*PROBLEM DETAILS*: Please report each line of the data below that contains "partition".

*GIVEN INFORMATION*:
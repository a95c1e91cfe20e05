//! 未读计数
//!
//! 每个 (用户, 会话) 一个非负计数。本服务只做原子自增与读取，
//! 归零由外部的已读回执写入方负责。
//!
//! 分发路径使用 `increment_for_message`：同一条消息对同一用户只计一次，
//! 进程在自增之后、记录角标之前崩溃时，重新认领拿到的是同一个值。

use std::time::Duration;

use async_trait::async_trait;
use notify_shared::cache::{Cache, CacheKey};
use notify_shared::error::Result;

#[cfg_attr(test, mockall::automock)]
#[async_trait]
pub trait UnreadCounter: Send + Sync {
    /// 原子自增并返回新值，同一键的并发调用不会丢失更新
    async fn increment_and_get(&self, user_id: &str, conversation_id: &str) -> Result<u64>;

    /// 为一条消息自增一次并返回新值
    ///
    /// 同一 (消息, 用户) 的重复调用不再自增，返回第一次得到的值。
    async fn increment_for_message(
        &self,
        user_id: &str,
        conversation_id: &str,
        message_id: &str,
    ) -> Result<u64>;

    /// 读取当前值，从未计数过时为 0
    async fn get(&self, user_id: &str, conversation_id: &str) -> Result<u64>;
}

/// 基于 Redis INCR 的未读计数
#[derive(Clone)]
pub struct RedisUnreadCounter {
    cache: Cache,
    /// 去重标记的保留时长
    dedup_ttl: Duration,
}

impl RedisUnreadCounter {
    pub fn new(cache: Cache, dedup_ttl: Duration) -> Self {
        Self { cache, dedup_ttl }
    }
}

/// 外部写入方异常写入负数时按 0 处理，角标不能为负
fn clamp_badge(raw: i64) -> u64 {
    u64::try_from(raw).unwrap_or(0)
}

#[async_trait]
impl UnreadCounter for RedisUnreadCounter {
    async fn increment_and_get(&self, user_id: &str, conversation_id: &str) -> Result<u64> {
        let key = CacheKey::unread_count(user_id, conversation_id);
        let value = self.cache.incr(&key, 1).await?;
        Ok(clamp_badge(value))
    }

    async fn increment_for_message(
        &self,
        user_id: &str,
        conversation_id: &str,
        message_id: &str,
    ) -> Result<u64> {
        let key = CacheKey::unread_count(user_id, conversation_id);
        let marker = CacheKey::unread_applied(message_id, user_id);
        let value = self
            .cache
            .incr_once(&key, &marker, 1, self.dedup_ttl)
            .await?;
        Ok(clamp_badge(value))
    }

    async fn get(&self, user_id: &str, conversation_id: &str) -> Result<u64> {
        let key = CacheKey::unread_count(user_id, conversation_id);
        Ok(self.cache.get_i64(&key).await?.map(clamp_badge).unwrap_or(0))
    }
}
//! Kafka 基础设施封装
//!
//! 将 rdkafka 的底层 API 封装为 Producer/Consumer 抽象，统一消息序列化、
//! 错误映射和优雅关闭语义。
//!
//! 消费者采用"处理成功后再保存偏移量"的方式：进程在处理中途崩溃时，
//! 该消息会被重新投递，配合投递账本实现至少一次语义下的幂等发送。
//! handler 返回错误时不保存偏移量，退避后原地重试同一条消息。

use std::collections::HashMap;
use std::time::Duration;

use rdkafka::config::ClientConfig;
use rdkafka::consumer::{Consumer, StreamConsumer};
use rdkafka::message::{BorrowedMessage, Headers, Message};
use rdkafka::producer::{FutureProducer, FutureRecord};
use serde::Serialize;
use serde::de::DeserializeOwned;
use tokio::sync::watch;
use tracing::{debug, error, info, warn};

use crate::config::KafkaConfig;
use crate::error::NotifyError;

// ---------------------------------------------------------------------------
// Topic 常量
// ---------------------------------------------------------------------------

/// 集中管理 Kafka topic 名称
pub mod topics {
    /// 消息创建事件（变更流）
    pub const MESSAGES_CREATED: &str = "chat.messages.created";
    /// 投递失败与丢弃事件的告警
    pub const NOTIFICATION_ALERTS: &str = "chat.notifications.alerts";
}

// ---------------------------------------------------------------------------
// ConsumerMessage
// ---------------------------------------------------------------------------

/// 消费到的 Kafka 消息的统一表示
///
/// 将 rdkafka 的 `BorrowedMessage`（带生命周期约束）转换为拥有所有权的结构体，
/// 使消息可以安全地跨 await 点传递给异步处理函数。
#[derive(Debug, Clone)]
pub struct ConsumerMessage {
    pub topic: String,
    pub partition: i32,
    pub offset: i64,
    pub key: Option<String>,
    pub payload: Vec<u8>,
    pub timestamp: Option<i64>,
    pub headers: HashMap<String, String>,
}

impl ConsumerMessage {
    fn from_borrowed(msg: &BorrowedMessage<'_>) -> Self {
        let key = msg
            .key()
            .and_then(|k| std::str::from_utf8(k).ok())
            .map(String::from);

        let payload = msg.payload().map(|p| p.to_vec()).unwrap_or_default();

        let mut headers = HashMap::new();
        if let Some(h) = msg.headers() {
            for idx in 0..h.count() {
                let header = h.get(idx);
                if let Some(raw) = header.value
                    && let Ok(value) = std::str::from_utf8(raw)
                {
                    headers.insert(header.key.to_string(), value.to_string());
                }
            }
        }

        Self {
            topic: msg.topic().to_string(),
            partition: msg.partition(),
            offset: msg.offset(),
            key,
            payload,
            timestamp: msg.timestamp().to_millis(),
            headers,
        }
    }

    /// 将 JSON 格式负载反序列化为目标类型
    pub fn deserialize_payload<T: DeserializeOwned>(&self) -> Result<T, NotifyError> {
        serde_json::from_slice(&self.payload)
            .map_err(|e| NotifyError::Serialization(format!("负载反序列化失败: {e}")))
    }
}

// ---------------------------------------------------------------------------
// KafkaProducer
// ---------------------------------------------------------------------------

/// Kafka 生产者
///
/// `FutureProducer` 内部是 Arc 包装的，Clone 成本很低。
#[derive(Clone)]
pub struct KafkaProducer {
    producer: FutureProducer,
}

impl KafkaProducer {
    /// 5 秒内无法投递即视为失败，由调用方决定降级方式
    pub fn new(config: &KafkaConfig) -> Result<Self, NotifyError> {
        let producer: FutureProducer = ClientConfig::new()
            .set("bootstrap.servers", &config.brokers)
            .set("message.timeout.ms", "5000")
            .create()
            .map_err(|e| NotifyError::Kafka(format!("创建生产者失败: {e}")))?;

        info!(brokers = %config.brokers, "Kafka 生产者已初始化");
        Ok(Self { producer })
    }

    pub async fn send(
        &self,
        topic: &str,
        key: &str,
        payload: &[u8],
    ) -> Result<(i32, i64), NotifyError> {
        let record = FutureRecord::to(topic).key(key).payload(payload);

        let delivery = self
            .producer
            .send(record, Duration::from_secs(5))
            .await
            .map_err(|(e, _)| NotifyError::Kafka(format!("发送消息失败: {e}")))?;

        debug!(
            topic,
            key,
            partition = delivery.partition,
            offset = delivery.offset,
            "消息已发送"
        );
        Ok((delivery.partition, delivery.offset))
    }

    /// 将值序列化为 JSON 后发送
    pub async fn send_json<T: Serialize>(
        &self,
        topic: &str,
        key: &str,
        value: &T,
    ) -> Result<(i32, i64), NotifyError> {
        let payload = serde_json::to_vec(value)?;
        self.send(topic, key, &payload).await
    }
}

// ---------------------------------------------------------------------------
// KafkaConsumer
// ---------------------------------------------------------------------------

/// Kafka 消费者
///
/// 封装 `StreamConsumer`，提供基于 `watch` channel 的优雅关闭语义。
pub struct KafkaConsumer {
    consumer: StreamConsumer,
    redelivery_backoff: Duration,
}

impl KafkaConsumer {
    /// 创建消费者
    ///
    /// `group_id_suffix` 允许同一服务内不同消费逻辑使用独立的消费组。
    /// 关闭自动保存偏移量：只有 handler 返回后才保存，之后由自动提交刷到 broker。
    pub fn new(config: &KafkaConfig, group_id_suffix: Option<&str>) -> Result<Self, NotifyError> {
        let group_id = match group_id_suffix {
            Some(suffix) => format!("{}.{}", config.consumer_group, suffix),
            None => config.consumer_group.clone(),
        };

        let consumer: StreamConsumer = ClientConfig::new()
            .set("bootstrap.servers", &config.brokers)
            .set("group.id", &group_id)
            .set("auto.offset.reset", &config.auto_offset_reset)
            .set("enable.auto.commit", "true")
            .set("enable.auto.offset.store", "false")
            .create()
            .map_err(|e| NotifyError::Kafka(format!("创建消费者失败: {e}")))?;

        info!(brokers = %config.brokers, group_id, "Kafka 消费者已初始化");
        Ok(Self {
            consumer,
            redelivery_backoff: config.redelivery_backoff(),
        })
    }

    pub fn subscribe(&self, topics: &[&str]) -> Result<(), NotifyError> {
        self.consumer
            .subscribe(topics)
            .map_err(|e| NotifyError::Kafka(format!("订阅 topic 失败: {e}")))?;

        info!(?topics, "已订阅 Kafka topics");
        Ok(())
    }

    /// 启动消费循环
    ///
    /// - 收到消息时调用 handler，成功后才保存该消息的偏移量。
    /// - handler 返回错误时不保存偏移量，退避后对同一条消息重试，
    ///   重试期间不会拉取后续消息，避免之后的偏移量越过它。
    /// - 关闭信号变为 `true` 时退出，正在执行的 handler 会先完成；
    ///   尚未成功的消息不保存偏移量，重启后重新消费。
    pub async fn start<F, Fut>(self, mut shutdown: watch::Receiver<bool>, handler: F)
    where
        F: Fn(ConsumerMessage) -> Fut,
        Fut: std::future::Future<Output = Result<(), NotifyError>>,
    {
        use futures::StreamExt;

        let stream = self.consumer.stream();
        futures::pin_mut!(stream);

        info!("Kafka 消费循环已启动");

        'consume: loop {
            tokio::select! {
                biased;

                _ = shutdown.changed() => {
                    if *shutdown.borrow() {
                        info!("收到关闭信号，Kafka 消费循环退出");
                        break;
                    }
                }

                msg_result = stream.next() => {
                    let Some(msg_result) = msg_result else {
                        warn!("Kafka 消息流意外结束");
                        break;
                    };

                    let msg = match msg_result {
                        Ok(borrowed_msg) => ConsumerMessage::from_borrowed(&borrowed_msg),
                        Err(e) => {
                            error!(error = %e, "接收 Kafka 消息出错");
                            continue;
                        }
                    };

                    debug!(
                        topic = %msg.topic,
                        partition = msg.partition,
                        offset = msg.offset,
                        "收到 Kafka 消息"
                    );

                    let (topic, partition, offset) = (msg.topic.clone(), msg.partition, msg.offset);

                    let mut failures: u32 = 0;
                    while let Err(e) = handler(msg.clone()).await {
                        failures += 1;
                        warn!(
                            error = %e,
                            topic = %topic,
                            partition,
                            offset,
                            failures,
                            backoff_ms = self.redelivery_backoff.as_millis() as u64,
                            "处理 Kafka 消息失败，不保存偏移量，退避后重试"
                        );

                        tokio::select! {
                            biased;

                            changed = shutdown.changed() => {
                                if changed.is_err() || *shutdown.borrow() {
                                    info!(topic = %topic, partition, offset, "收到关闭信号，未完成的消息留待重启后消费");
                                    break 'consume;
                                }
                            }

                            _ = tokio::time::sleep(self.redelivery_backoff) => {}
                        }
                    }

                    if let Err(e) = self.consumer.store_offset(&topic, partition, offset) {
                        warn!(error = %e, topic = %topic, partition, offset, "保存消费偏移量失败");
                    }
                }
            }
        }
    }
}

// ---------------------------------------------------------------------------
// 测试
// ---------------------------------------------------------------------------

*RESPONSE*:
    pub partition: i32,
            partition: msg.partition(),
            partition = delivery.partition,
        Ok((delivery.partition, delivery.offset))
                        partition = msg.partition,
                    let (topic, partition, offset) = (msg.topic.clone(), msg.partition, msg.offset);
                            partition,
                                    info!(topic = %topic, partition, offset, "收到关闭信号，未完成的消息留待重启后消费");
                    if let Err(e) = self.consumer.store_offset(&topic, partition, offset) {
                        warn!(error = %e, topic = %topic, partition, offset, "保存消费偏移量失败");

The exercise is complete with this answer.